- _RECORDS PROVIDED_
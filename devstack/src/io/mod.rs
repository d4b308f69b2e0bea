//! Side-effecting operations: filesystem, subprocesses, config.

pub mod config;
pub mod materialize;
pub mod ownership;
pub mod paths;
pub mod preflight;
pub mod process;
pub mod render;
pub mod toolchain;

- _REQUIRED WORK_
Retype the material above exactly as given.

- _SOLUTION TO THIS TASK_
filename devstack/src/io/mod.rs
repository d4b308f69b2e0bea
//! Side-effecting operations: filesystem, subprocesses, config.

pub mod config;
pub mod materialize;
pub mod ownership;
pub mod paths;
pub mod preflight;
pub mod process;
pub mod render;
pub mod toolchain;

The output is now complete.